Na busca policial que terminou com a prisão de Denis César Furtado, conhecido como “Doutor Bumbum”, a conduta do médico nas redes sociais foi exposta: ele publicava gravações de procedimentos estéticos semelhantes ao que levou a bancária Lilian Calixto à morte e fotos de “antes e depois” dos tratamentos feitos.
Esse tipo de “post” é proibido pelos códigos de ética do CFM (Conselho Federal de Medicina), do CFO (Conselho Federal de Odontologia) e do CFN (Conselho Federal de Nutricionistas). Contudo, profissionais de saúde burlam essas regras em busca de seguidores — e clientes.
No perfil da cirurgiã-dentista Ana Laura Fontana no Instagram, é possível vê-la usando um turbante azul sobre os cabelos loiros enquanto segura, de luvas pretas, um frasco de toxina botulínica. “AMO os resultados da #toxinabotulinica e vocês?!”, lê-se na legenda publicada no dia 21 de junho. Dentistas não podem fazer procedimentos estéticos com essa substância desde dezembro de 2017.
“A gente sabe da liminar. É só isso, meu amor? Boa tarde. Tchau”, foi o que respondeu uma das responsáveis pela clínica da odontóloga, que se identificou apenas como Odete. As perguntas eram: sabia que o código de ética da profissão proíbe a exposição de pacientes e que odontólogos são proibidos de aplicar toxina botulínica (botox) para fins estéticos? Ana Laura não quis dar entrevista.

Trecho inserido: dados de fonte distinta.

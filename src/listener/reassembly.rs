//! Joins multi-page notifications back into one change event.
//!
//! Pages of one message share an md5 and arrive in order, since PostgreSQL
//! delivers the notifications of a transaction in the order they were sent.

use std::collections::HashMap;

use metrics::gauge;
use tracing::debug;

use super::events::{ChangeAction, EventNotification, Page};

const METRIC_PENDING: &str = "featuretag_listener_pending_messages";

/// A fully received change notification.
#[derive(Debug, Clone, PartialEq, Eq)]
pub struct ChangeEvent {
    pub id: String,
    pub schema: String,
    pub table: String,
    pub action: ChangeAction,
    pub old_xmin: Option<String>,
    pub new_xmin: Option<String>,
    pub md5: String,
    /// Row serialized as JSON by the trigger function.
    pub row: String,
}

impl ChangeEvent {
    fn from_first_page(notification: EventNotification, row: String) -> Self {
        Self {
            id: notification.id,
            schema: notification.schema,
            table: notification.table,
            action: notification.action,
            old_xmin: notification.old_xmin,
            new_xmin: notification.new_xmin,
            md5: notification.md5,
            row,
        }
    }
}

/// Pending messages keyed by md5. Owned by the listener task alone.
// TODO: expire pending entries after a configurable age so a message whose
// last page never arrives does not stay buffered for the process lifetime.
#[derive(Debug, Default)]
pub struct Reassembler {
    pending: HashMap<String, ChangeEvent>,
}

impl Reassembler {
    pub fn new() -> Self {
        Self::default()
    }

    /// Feed one page. Returns the event once its last page has arrived.
    pub fn push(&mut self, notification: EventNotification, page: Page<'_>) -> Option<ChangeEvent> {
        if page.is_single() {
            return Some(ChangeEvent::from_first_page(
                notification,
                page.chunk.to_string(),
            ));
        }

        let chunk = page.chunk;
        let md5 = notification.md5.clone();
        self.pending
            .entry(md5.clone())
            .and_modify(|event| event.row.push_str(chunk))
            .or_insert_with(|| ChangeEvent::from_first_page(notification, chunk.to_string()));

        debug!(
            target = "featuretag::listener",
            md5 = %md5,
            page = page.index,
            pages = page.count,
            "received notification page"
        );

        let completed = page.is_last().then(|| self.pending.remove(&md5)).flatten();
        gauge!(METRIC_PENDING).set(self.pending.len() as f64);
        completed
    }

    pub fn pending(&self) -> usize {
        self.pending.len()
    }
}

#[cfg(test)]
mod tests {
    use super::*;

    fn page_notification(md5: &str, raw: &str) -> EventNotification {
        EventNotification {
            id: "public.mock_a".to_string(),
            schema: "public".to_string(),
            table: "mock_a".to_string(),
            action: ChangeAction::Insert,
            old_xmin: None,
            new_xmin: Some("900".to_string()),
            md5: md5.to_string(),
            raw_data: raw.to_string(),
        }
    }

    fn feed(reassembler: &mut Reassembler, md5: &str, raw: &str) -> Option<ChangeEvent> {
        let notification = page_notification(md5, raw);
        let raw_data = notification.raw_data.clone();
        let page = Page::parse(&raw_data).expect("page header");
        reassembler.push(notification, page)
    }

    #[test]
    fn single_page_completes_immediately() {
        let mut reassembler = Reassembler::new();
        let event = feed(&mut reassembler, "a", "1:1:{\"id\":1}").expect("complete");

        assert_eq!(event.row, "{\"id\":1}");
        assert_eq!(reassembler.pending(), 0);
    }

    #[test]
    fn three_pages_join_in_order() {
        let mut reassembler = Reassembler::new();

        assert!(feed(&mut reassembler, "m", "3:1:{\"id\":4").is_none());
        assert!(feed(&mut reassembler, "m", "3:2:2,\"name\":").is_none());
        assert_eq!(reassembler.pending(), 1);

        let event = feed(&mut reassembler, "m", "3:3:\"x\"}").expect("complete");
        assert_eq!(event.row, "{\"id\":42,\"name\":\"x\"}");
        assert_eq!(event.new_xmin.as_deref(), Some("900"));
        assert_eq!(reassembler.pending(), 0);
    }

    #[test]
    fn interleaved_messages_stay_separate() {
        let mut reassembler = Reassembler::new();

        assert!(feed(&mut reassembler, "a", "2:1:[1,").is_none());
        assert!(feed(&mut reassembler, "b", "2:1:[3,").is_none());
        assert_eq!(reassembler.pending(), 2);

        assert_eq!(feed(&mut reassembler, "b", "2:2:4]").expect("b").row, "[3,4]");
        assert_eq!(feed(&mut reassembler, "a", "2:2:2]").expect("a").row, "[1,2]");
        assert_eq!(reassembler.pending(), 0);
    }

    #[test]
    fn incomplete_message_stays_pending() {
        let mut reassembler = Reassembler::new();
        assert!(feed(&mut reassembler, "z", "4:1:abc").is_none());
        assert!(feed(&mut reassembler, "z", "4:2:def").is_none());
        assert_eq!(reassembler.pending(), 1);
    }
}
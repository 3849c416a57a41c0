//! Infrastructure adapters and runtime bootstrap.

pub mod db;
pub mod error;
pub mod telemetry;
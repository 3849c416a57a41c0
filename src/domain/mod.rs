//! Domain layer types and invariants.

pub mod etag;
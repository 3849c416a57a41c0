//! Applies completed change events to the etag cache.

use std::sync::Arc;
use std::time::Instant;

use metrics::{counter, histogram};
use serde_json::{Map, Value};
use tracing::{debug, warn};

use crate::cache::EtagCache;
use crate::catalog::{Catalog, PgTypeKind, TableInfo};
use crate::domain::etag::{WeakEtag, http_date_now};

use super::ListenerError;
use super::events::EventNotification;
use super::reassembly::{ChangeEvent, Reassembler};

const METRIC_EVENTS: &str = "featuretag_listener_events_total";
const METRIC_APPLY_MS: &str = "featuretag_listener_apply_ms";

/// What happened to one completed event. Used by tests and debug logs.
#[derive(Debug, Default, Clone, PartialEq, Eq)]
pub struct Outcome {
    pub removed: bool,
    pub added: bool,
}

/// Turns raw `table_update` payloads into cache mutations.
pub struct NotificationProcessor {
    cache: Arc<EtagCache>,
    catalog: Arc<dyn Catalog>,
    reassembler: Reassembler,
}

impl NotificationProcessor {
    pub fn new(cache: Arc<EtagCache>, catalog: Arc<dyn Catalog>) -> Self {
        Self {
            cache,
            catalog,
            reassembler: Reassembler::new(),
        }
    }

    /// Handle one notification payload.
    ///
    /// A payload that is not a trigger message, or whose page header does not
    /// parse, means the installed trigger function is incompatible and is
    /// reported as an error. Everything past that is logged and skipped.
    pub async fn handle_payload(&mut self, payload: &str) -> Result<Option<Outcome>, ListenerError> {
        let mut notification =
            EventNotification::parse(payload).map_err(|err| ListenerError::payload(err.to_string()))?;
        let raw = std::mem::take(&mut notification.raw_data);
        let page = super::events::Page::parse(&raw)
            .map_err(|err| ListenerError::payload(err.to_string()))?;

        match self.reassembler.push(notification, page) {
            Some(event) => Ok(Some(self.apply(event).await)),
            None => Ok(None),
        }
    }

    pub fn pending(&self) -> usize {
        self.reassembler.pending()
    }

    async fn apply(&self, event: ChangeEvent) -> Outcome {
        let started = Instant::now();
        let mut outcome = Outcome::default();
        counter!(METRIC_EVENTS, "action" => event.action.as_str()).increment(1);
        debug!(
            target = "featuretag::listener",
            table = %event.id,
            action = %event.action,
            md5 = %event.md5,
            "received complete notification"
        );

        let row = match serde_json::from_str::<Map<String, Value>>(&event.row) {
            Ok(row) => Some(row),
            Err(err) => {
                warn!(
                    target = "featuretag::listener",
                    table = %event.id,
                    error = %err,
                    "Notification row is not a JSON object; skipping cache enrichment"
                );
                None
            }
        };

        if event.action.invalidates_previous() {
            outcome.removed = self.invalidate(&event).await;
        }
        if event.action.caches_current() {
            if let Some(row) = row {
                outcome.added = self.enrich(&event, row).await;
            }
        }
        histogram!(METRIC_APPLY_MS).record(started.elapsed().as_secs_f64() * 1000.0);
        outcome
    }

    async fn invalidate(&self, event: &ChangeEvent) -> bool {
        let Some(old_xmin) = event.old_xmin.as_deref() else {
            warn!(
                target = "featuretag::listener",
                table = %event.id,
                action = %event.action,
                "Notification without previous row version"
            );
            return false;
        };

        let key = WeakEtag::from_version(old_xmin).alternate_cache_key();
        match self.cache.remove_weak_etag(&key).await {
            Ok(removed) => removed,
            Err(err) => {
                warn!(
                    target = "featuretag::listener",
                    key = %key,
                    error = %err,
                    "Failed to remove weak etag from cache"
                );
                false
            }
        }
    }

    async fn enrich(&self, event: &ChangeEvent, row: Map<String, Value>) -> bool {
        let Some(new_xmin) = event.new_xmin.as_deref() else {
            warn!(
                target = "featuretag::listener",
                table = %event.id,
                "Notification without new row version"
            );
            return false;
        };

        let table = match self.catalog.table_by_name(&event.id).await {
            Ok(Some(table)) => table,
            Ok(None) => {
                warn!(
                    target = "featuretag::listener",
                    table = %event.id,
                    "Notification about unknown table"
                );
                return false;
            }
            Err(err) => {
                warn!(
                    target = "featuretag::listener",
                    table = %event.id,
                    error = %err,
                    "Catalog lookup failed"
                );
                return false;
            }
        };

        let Some(feature_id) = feature_id(&table, &row) else {
            return false;
        };

        let etag = WeakEtag::new(&event.id, feature_id, new_xmin, http_date_now()).with_data(row);
        let mut added = true;
        for key in [etag.cache_key(), etag.alternate_cache_key()] {
            match self.cache.add_weak_etag(&key, etag.clone()).await {
                Ok(stored) => added &= stored,
                Err(err) => {
                    added = false;
                    warn!(
                        target = "featuretag::listener",
                        key = %key,
                        error = %err,
                        "Failed to add weak etag to cache"
                    );
                }
            }
        }
        added
    }
}

/// Six-decimal rendering. Integers are printed exactly so `int8` ids above
/// 2^53 stay distinct.
fn fixed_point(number: &serde_json::Number) -> Option<String> {
    if let Some(value) = number.as_i64() {
        return Some(format!("{value}.000000"));
    }
    if let Some(value) = number.as_u64() {
        return Some(format!("{value}.000000"));
    }
    number.as_f64().map(|value| format!("{value:.6}"))
}

/// Feature id as the read path renders it: text ids verbatim, numeric ids in
/// fixed-point with six decimals.
pub fn feature_id(table: &TableInfo, row: &Map<String, Value>) -> Option<String> {
    let (Some(column), Some(kind)) = (table.id_column.as_deref(), table.id_kind()) else {
        warn!(
            target = "featuretag::listener",
            table = %table.id,
            "Notification about table without a single-column primary key"
        );
        return None;
    };

    let converted = match (kind, row.get(column)) {
        (_, None | Some(Value::Null)) => None,
        (kind, Some(Value::String(text))) if kind.is_textual() => Some(text.clone()),
        (kind, Some(Value::Number(number))) if kind.is_numeric() => fixed_point(number),
        // numeric columns serialize as JSON numbers, but accept quoted digits
        (PgTypeKind::Numeric, Some(Value::String(text))) => text
            .parse::<serde_json::Number>()
            .ok()
            .and_then(|number| fixed_point(&number)),
        _ => None,
    };

    if converted.is_none() {
        warn!(
            target = "featuretag::listener",
            table = %table.id,
            id_column = column,
            id_kind = ?kind,
            "Notification row id missing or of an unhandled type"
        );
    }
    converted
}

Os seus 65 mil seguidores também podem acompanhar, em vídeos, alguns dos procedimentos feitos pela profissional, que tem registro ativo no Conselho Regional de Odontologia de Santa Catarina. Segundo o código, é proibida a utilização de imagens ou expressões antes, durante e depois, relativas a procedimentos. Na aba “recebidos”, ela também publica vídeos agradecendo os “mimos”, divulgando marcas de jalecos e de equipamentos utilizados durante a aplicação de botox.
O presidente do CFO, Juliano do Vale, afirma haver “um crescimento exagerado do número de usuários de redes sociais e, consequentemente, o aumento do número de postagens em desacordo com o código de ética”.
No Instagram, mais de 500 mil publicações usam a hashtag #silicone e mais de 345 mil, #cirurgiaplástica. Muitas são de perfis de profissionais e clínicas. Os comentários dos seguidores dão a dimensão de como as redes sociais se tornaram, de fato, uma vitrine para atrair pacientes. “Quando eu tiver muito dinheiro, vou aí”, diz uma internauta no perfil de Ana Laura. “Necessito desse tratamento”, afirma outra, em uma publicação da Clinée Medicina Estética. Com 16 mil seguidores, a clínica compara imagens de pessoas antes e depois de procedimentos como dermopigmentação de estrias e implante de próteses de silicone. Também divulga vídeos gravados durante aplicações de preenchimento nas nádegas.
Ao telefone, Débora Duarte diz ser sócia da Clinée, localizada em um shopping na Zona Oeste do Rio, e afirma saber das proibições. Ela argumenta que o perfil não pertence à sua empresa, mas sim a uma terceirizada contratada para a divulgação e, por isso, a clínica não estaria contrariando as regras do CFM.
O comportamento dos médicos nas redes sociais é regulado por três documentos do Conselho Federal: o código de ética e duas resoluções, de 2011 e de 2015. O texto mais recente proíbe profissionais e estabelecimentos de saúde de publicar “imagens do ‘antes e depois’ de procedimentos”. Mesmo publicações feitas por pacientes — se seguirem esse padrão e forem feitas “de modo reiterado e/ou sistemático” — deverão ser investigadas pelos conselhos regionais.
O presidente da Sociedade Brasileira de Cirurgia Plástica, André Maranhão, explica que a entidade segue o código de ética do CFM e que abre “processos administrativos que variam de advertência a expulsão”. Em vigor desde 2010, o código proíbe divulgar informação de “forma sensacionalista” e “promocional”.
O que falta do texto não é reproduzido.